Sideliler Anadolu Geleneklerine Bağlı İnançlı İnsanlardı

Sideliler, diğer antik çağın halkları gibi tanrılar evlerine gazaplarından korkmuşlar, depremle cezalandırılmamak için onlar için sunularda bulunmuşlardır. Kybele Side'de, aynı şekilde Bergama Sunağı'nda olduğu gibi oturur formda resmedilmiştir. Tanrıça'nın karakteristiği Anadolu geleneğinin bir devamı gibidir. Tiyatro kasetleri ve büstünde başında kale sörfü ve diadem taşımaktadır. Mantosu ise başının üzerine çekilmiştir. Prehistorik dönmeden önce, Ana Tanrıça Kültü Anadolu'da bir kez daha etkin bir tapınım olmuştur. Erken döneminden beri kendine ait yerel özelliklerini koruyan Sideliler, dilini kültürlerine bağlılıklarından dolayı uzun yıllar korumuşlardır. Hellen ve Roma dönemlerinde dahi geleneklerini dış etkenlere karşı koyacak biçimde kapalı yaşamışlardır. Bağımsızlığına düşkün olan kent sakinleri, Hellenistik Dönemde Bergama Kralı Attolos'a teslim olmamıştır. Akdeniz egemenlik kurmak isteyen kral çok önemli bir liman kenti olan Side Limanı'nı ele geçiremediği için "Attaleia" şehrini kurmak zorunda kalmıştır.. Sidelilerin eski Anadolu geleneklerine bağlılığı Ana Tanrıça Kültünü Romanların Dönemi'nde kendisine ait olanların toplamı ve ismi Phylgleden gelen Kybele'ye panteonlarında yer vermeleriyle kendini göstermektedir.

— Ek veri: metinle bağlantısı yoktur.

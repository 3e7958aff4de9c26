//! # MongoDB
//!
//! Document database holding the single profile document.
//!
//! ## Requirements
//!
//! - One collection (`users`), one document, fixed key `userid = 1`
//! - Server must keep serving while the database is still coming up
//!   (containers start in arbitrary order)
//!
//! ## Implementation
//!
//! - One long-lived client established by a background task at startup
//! - Bounded retry with a fixed delay between attempts
//! - [`ConnectionHandle`] is the readiness gate consulted by handlers;
//!   once the retry budget is spent it reports [`ConnectionStatus::Failed`]
//!   and the server keeps running with persistence disabled

use std::{
    future::Future,
    sync::{Arc, RwLock},
    time::Duration,
};

use mongodb::{Client, Database, bson::doc, options::ClientOptions};
use tokio::time::sleep;
use tracing::{error, info};

const CONNECT_TIMEOUT: Duration = Duration::from_secs(10);

#[derive(Clone, Copy, Debug, PartialEq, Eq)]
pub enum ConnectionStatus {
    /// Initial state, attempts still in flight.
    Connecting,
    /// Terminal, a live handle is stored.
    Connected,
    /// Terminal, the retry budget is spent.
    Failed,
}

/// Shared slot for the process-lifetime database handle.
///
/// The retry task is the only writer; request handlers read a snapshot
/// via [`ConnectionHandle::get`].
pub struct ConnectionHandle<T> {
    slot: RwLock<Slot<T>>,
}

struct Slot<T> {
    handle: Option<T>,
    status: ConnectionStatus,
}

impl<T: Clone> ConnectionHandle<T> {
    pub fn new() -> Self {
        Self {
            slot: RwLock::new(Slot {
                handle: None,
                status: ConnectionStatus::Connecting,
            }),
        }
    }

    pub fn get(&self) -> Option<T> {
        self.slot
            .read()
            .expect("connection slot lock poisoned")
            .handle
            .clone()
    }

    pub fn status(&self) -> ConnectionStatus {
        self.slot
            .read()
            .expect("connection slot lock poisoned")
            .status
    }

    fn set_connected(&self, handle: T) {
        let mut slot = self.slot.write().expect("connection slot lock poisoned");

        slot.handle = Some(handle);
        slot.status = ConnectionStatus::Connected;
    }

    fn set_failed(&self) {
        self.slot
            .write()
            .expect("connection slot lock poisoned")
            .status = ConnectionStatus::Failed;
    }
}

impl<T: Clone> Default for ConnectionHandle<T> {
    fn default() -> Self {
        Self::new()
    }
}

/// Attempts `connect` until it succeeds or `retries` extra attempts are
/// spent, sleeping `delay` between attempts.
///
/// Runs as a fire-and-forget background task, so nothing propagates out:
/// success stores the handle, exhaustion flips the slot to
/// [`ConnectionStatus::Failed`] and the server stays up in degraded mode.
pub async fn connect_with_retry<T, E, C, Fut>(
    handle: Arc<ConnectionHandle<T>>,
    mut retries: u32,
    delay: Duration,
    mut connect: C,
) where
    T: Clone,
    E: std::fmt::Display,
    C: FnMut() -> Fut,
    Fut: Future<Output = Result<T, E>>,
{
    loop {
        match connect().await {
            Ok(connection) => {
                handle.set_connected(connection);
                info!("Connected successfully to MongoDB");
                return;
            }
            Err(e) => {
                error!("MongoDB connection failed: {e}");

                if retries == 0 {
                    error!(
                        "Max retries reached. Continuing without DB connection \
                         (save/load features disabled)"
                    );
                    handle.set_failed();
                    return;
                }

                info!(
                    "Retrying connection in {} seconds... ({retries} attempts left)",
                    delay.as_secs_f64()
                );
                retries -= 1;
                sleep(delay).await;
            }
        }
    }
}

/// One connection attempt: parse the URL, connect with bounded timeouts,
/// ping to verify, hand back the database.
pub async fn connect_mongo(
    mongo_url: &str,
    database_name: &str,
) -> Result<Database, mongodb::error::Error> {
    let mut options = ClientOptions::parse(mongo_url).await?;
    options.connect_timeout = Some(CONNECT_TIMEOUT);
    options.server_selection_timeout = Some(CONNECT_TIMEOUT);

    let client = Client::with_options(options)?;
    client
        .database("admin")
        .run_command(doc! { "ping": 1 })
        .await?;

    Ok(client.database(database_name))
}
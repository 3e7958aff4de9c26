use axum::{
    body::Bytes,
    http::{HeaderMap, header::CONTENT_TYPE},
};
use serde_json::{Map, Value};

use crate::error::AppError;

/// Parses the `/update-profile` body into a flat field map.
///
/// The browser page submits either a JSON object or a urlencoded form,
/// so dispatch on the content type and treat everything non-JSON as a
/// form (form values stay strings, as they arrive on the wire).
pub fn parse_profile_fields(headers: &HeaderMap, body: &Bytes) -> Result<Map<String, Value>, AppError> {
    let content_type = headers
        .get(CONTENT_TYPE)
        .and_then(|value| value.to_str().ok())
        .unwrap_or_default();

    if content_type.starts_with("application/json") {
        return match serde_json::from_slice(body) {
            Ok(Value::Object(fields)) => Ok(fields),
            _ => Err(AppError::MalformedPayload),
        };
    }

    serde_urlencoded::from_bytes::<Vec<(String, String)>>(body)
        .map(|pairs| {
            pairs
                .into_iter()
                .map(|(key, value)| (key, Value::String(value)))
                .collect()
        })
        .map_err(|_| AppError::MalformedPayload)
}

#[cfg(test)]
mod tests {
    use super::*;

    fn headers_with_content_type(content_type: &str) -> HeaderMap {
        let mut headers = HeaderMap::new();
        headers.insert(CONTENT_TYPE, content_type.parse().unwrap());

        headers
    }

    #[test]
    fn json_body_parses_to_fields() {
        let headers = headers_with_content_type("application/json");
        let body = Bytes::from_static(br#"{"name":"Jane","interests":"hiking"}"#);

        let fields = parse_profile_fields(&headers, &body).unwrap();

        assert_eq!(fields.get("name"), Some(&Value::from("Jane")));
        assert_eq!(fields.get("interests"), Some(&Value::from("hiking")));
    }

    #[test]
    fn form_body_parses_to_fields() {
        let headers = headers_with_content_type("application/x-www-form-urlencoded");
        let body = Bytes::from_static(b"name=Jane+Doe&email=jane%40example.com");

        let fields = parse_profile_fields(&headers, &body).unwrap();

        assert_eq!(fields.get("name"), Some(&Value::from("Jane Doe")));
        assert_eq!(fields.get("email"), Some(&Value::from("jane@example.com")));
    }

    #[test]
    fn json_array_is_rejected() {
        let headers = headers_with_content_type("application/json");
        let body = Bytes::from_static(b"[1,2,3]");

        assert!(matches!(
            parse_profile_fields(&headers, &body),
            Err(AppError::MalformedPayload)
        ));
    }

    #[test]
    fn broken_json_is_rejected() {
        let headers = headers_with_content_type("application/json");
        let body = Bytes::from_static(b"{\"name\":");

        assert!(matches!(
            parse_profile_fields(&headers, &body),
            Err(AppError::MalformedPayload)
        ));
    }

    #[test]
    fn empty_form_body_is_an_empty_map() {
        let fields = parse_profile_fields(&HeaderMap::new(), &Bytes::new()).unwrap();

        assert!(fields.is_empty());
    }
}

Side Antik Kenti Tiyatrosu'nda Bulunan Kasetler Çok Önemli Tarihi Belgelerdir

Side Antik Tiyatrosu'nda yer alan altı kaset içerisine sırasıyla; Athena, Apollon, Artemis, Demeter, Dionysos ve Kybele tanrı ve tanrıçaları yer almaktadır. Athena ve Apollon kent merkez tanrı ve tanrıçasıyken, Demeter ve Dionysos gizem tanrı ve tanrıçasıdır. Artemis, Apollon'un kız kardeşi ve avcı tanrıça, Kybele ise Anadolu'nun ana tanrıçasıdır. Dolayısıyla bir Anadolu kenti Side tarihleri ​​boyunca başka medeniyetlerin eline geçtikçe, doğanın zenginliğini ve kültürel mirasını, bu medeniyetlerin de sahiplenip kendilerini zenginleştirmesiyle diğer kültürlerin yaşamı bulmasına, belli dönemlerde yaşamasına fırsat vermiştir. Dolayısıyla tarihi belgeleri okurken tarih mirasın nereden çıktığına dikkat etmeli, sadece biçimlendirdiği bültenlerin hedef alınarak ana kaynağın nereden geldiğine değinilmesine dikkat edilmelidir. MS 2. yüzyılda Romalılaşmaya başlanan şehirde hiçbir zaman eski geleneklerin terk edilmemesi savına Side tarihi bir kanıt olmuştur. Grekçe dilini dahi çok zor kabul eden Sideliler, yerli ögelerini korudukları gibi, kendilerine özgü bir tapınma gerçekleştirmişlerdir. Bu bağlamda sanat akımlarının doğu kültürü öğeleri taşıdığından süreklilik göstermesine neden olmuştur. Günümüz Side'si ise, kültürel mirasına sahip çıkarak insanlık tarihinin izlerinin günümüze kadar kısmen de tarihe tanıklık ederek kendini ödüllendirmek isteyenleri beklemektedir. Kısacası Side, herkesin mutlaka görmesi gereken enteresan bir antik ve modern şehir karışımı bir belde olarak herkese enteresan duygular bırakacak bir beldemizdir.